Stored data
BEGIN

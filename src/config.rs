use crate::api::ErrorPolicy;
use serde::Deserialize;
use std::time::Duration;

/// The production JSON endpoint of the live v4 API.
pub const JSON_API_URL: &str = "https://api.direct.yandex.ru/live/v4/json/";

/// The sandbox counterpart, which accepts the same envelopes against test accounts.
pub const SANDBOX_JSON_API_URL: &str = "https://api-sandbox.direct.yandex.ru/live/v4/json/";

/// Used whenever no locale (or an empty one) is configured.
pub const DEFAULT_LOCALE: &str = "ru";

/// Sent with every API request.
pub const DEFAULT_USER_AGENT: &str = concat!("directctl/", env!("CARGO_PKG_VERSION"));

/// Everything needed to construct a [`crate::DirectClient`].
///
/// All fields have defaults, so a configuration can be deserialized from a
/// partial document (or built with `..Default::default()`) and only name
/// the application credentials.
#[derive(Clone, Deserialize)]
#[serde(default)]
pub struct DirectConfig {
    /// The OAuth2 application ID, also sent as `application_id` in every envelope.
    pub client_id: String,
    /// The OAuth2 application password. Only used when exchanging codes.
    pub client_secret: String,
    /// The `response_type` used within authorization URLs.
    pub response_type: String,
    /// Which language the API should respond with.
    pub locale: String,
    /// Whether to talk to the sandbox rather than production.
    pub use_sandbox: bool,
    pub cache: CacheSettings,
    /// Logs the duration of every call at `info` level.
    pub debug: bool,
    pub connect_timeout_secs: u64,
    /// No read timeout is applied when unset.
    pub read_timeout_secs: Option<u64>,
    pub user_agent: String,
    /// Disables TLS certificate verification. Only ever set this knowingly.
    pub accept_invalid_certs: bool,
    pub error_policy: ErrorPolicy,
}

impl Default for DirectConfig {
    fn default() -> Self {
        Self {
            client_id: String::new(),
            client_secret: String::new(),
            response_type: "code".to_string(),
            locale: DEFAULT_LOCALE.to_string(),
            use_sandbox: false,
            cache: CacheSettings::default(),
            debug: false,
            connect_timeout_secs: 10,
            read_timeout_secs: None,
            user_agent: DEFAULT_USER_AGENT.to_string(),
            accept_invalid_certs: false,
            error_policy: ErrorPolicy::default(),
        }
    }
}

impl DirectConfig {
    /// The endpoint all envelopes are POSTed to.
    pub fn api_url(&self) -> &'static str {
        if self.use_sandbox {
            SANDBOX_JSON_API_URL
        } else {
            JSON_API_URL
        }
    }

    pub fn connect_timeout(&self) -> Duration {
        Duration::from_secs(self.connect_timeout_secs)
    }

    pub fn read_timeout(&self) -> Option<Duration> {
        self.read_timeout_secs.map(Duration::from_secs)
    }

    /// Extracts the immutable application credentials.
    pub fn credentials(&self) -> Credentials {
        // An empty locale would be rejected by the API, so we fall back to our default.
        let locale = if self.locale.trim().is_empty() {
            DEFAULT_LOCALE.to_string()
        } else {
            self.locale.clone()
        };

        Credentials {
            client_id: self.client_id.clone(),
            client_secret: self.client_secret.clone(),
            locale,
            use_sandbox: self.use_sandbox,
        }
    }
}

impl std::fmt::Debug for DirectConfig {
    fn fmt(&self, f: &mut std::fmt::Formatter<'_>) -> std::fmt::Result {
        f.debug_struct("DirectConfig")
            .field("client_id", &self.client_id)
            .field("locale", &self.locale)
            .field("use_sandbox", &self.use_sandbox)
            .field("cache", &self.cache)
            .field("debug", &self.debug)
            .field("accept_invalid_certs", &self.accept_invalid_certs)
            .field("error_policy", &self.error_policy)
            .finish_non_exhaustive()
    }
}

/// Response caching. Disabled unless explicitly enabled.
#[derive(Debug, Clone, Deserialize, PartialEq, Eq)]
#[serde(default)]
pub struct CacheSettings {
    pub enabled: bool,
    pub ttl_secs: u64,
    /// Distinguishes our entries from anyone else sharing the same store.
    pub prefix: String,
}

impl Default for CacheSettings {
    fn default() -> Self {
        Self {
            enabled: false,
            ttl_secs: 300,
            prefix: "_directApi".to_string(),
        }
    }
}

impl CacheSettings {
    pub fn ttl(&self) -> Duration {
        Duration::from_secs(self.ttl_secs)
    }
}

/// The application's identity towards the API.
#[derive(Clone, PartialEq, Eq)]
pub struct Credentials {
    pub client_id: String,
    pub client_secret: String,
    pub locale: String,
    pub use_sandbox: bool,
}

// The secret should never end up in logs.
impl std::fmt::Debug for Credentials {
    fn fmt(&self, f: &mut std::fmt::Formatter<'_>) -> std::fmt::Result {
        f.debug_struct("Credentials")
            .field("client_id", &self.client_id)
            .field("client_secret", &"<redacted>")
            .field("locale", &self.locale)
            .field("use_sandbox", &self.use_sandbox)
            .finish()
    }
}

END

■ TASK OBJECTIVE ■
Retype exactly the lines from the start of the entries through the one with "pub const DEFAULT_LOCALE: &str"; include both ends.

■ REPLY ■
filename src/config.rs
use crate::api::ErrorPolicy;
use serde::Deserialize;
use std::time::Duration;

/// The production JSON endpoint of the live v4 API.
pub const JSON_API_URL: &str = "https://api.direct.yandex.ru/live/v4/json/";

/// The sandbox counterpart, which accepts the same envelopes against test accounts.
pub const SANDBOX_JSON_API_URL: &str = "https://api-sandbox.direct.yandex.ru/live/v4/json/";

/// Used whenever no locale (or an empty one) is configured.
pub const DEFAULT_LOCALE: &str = "ru";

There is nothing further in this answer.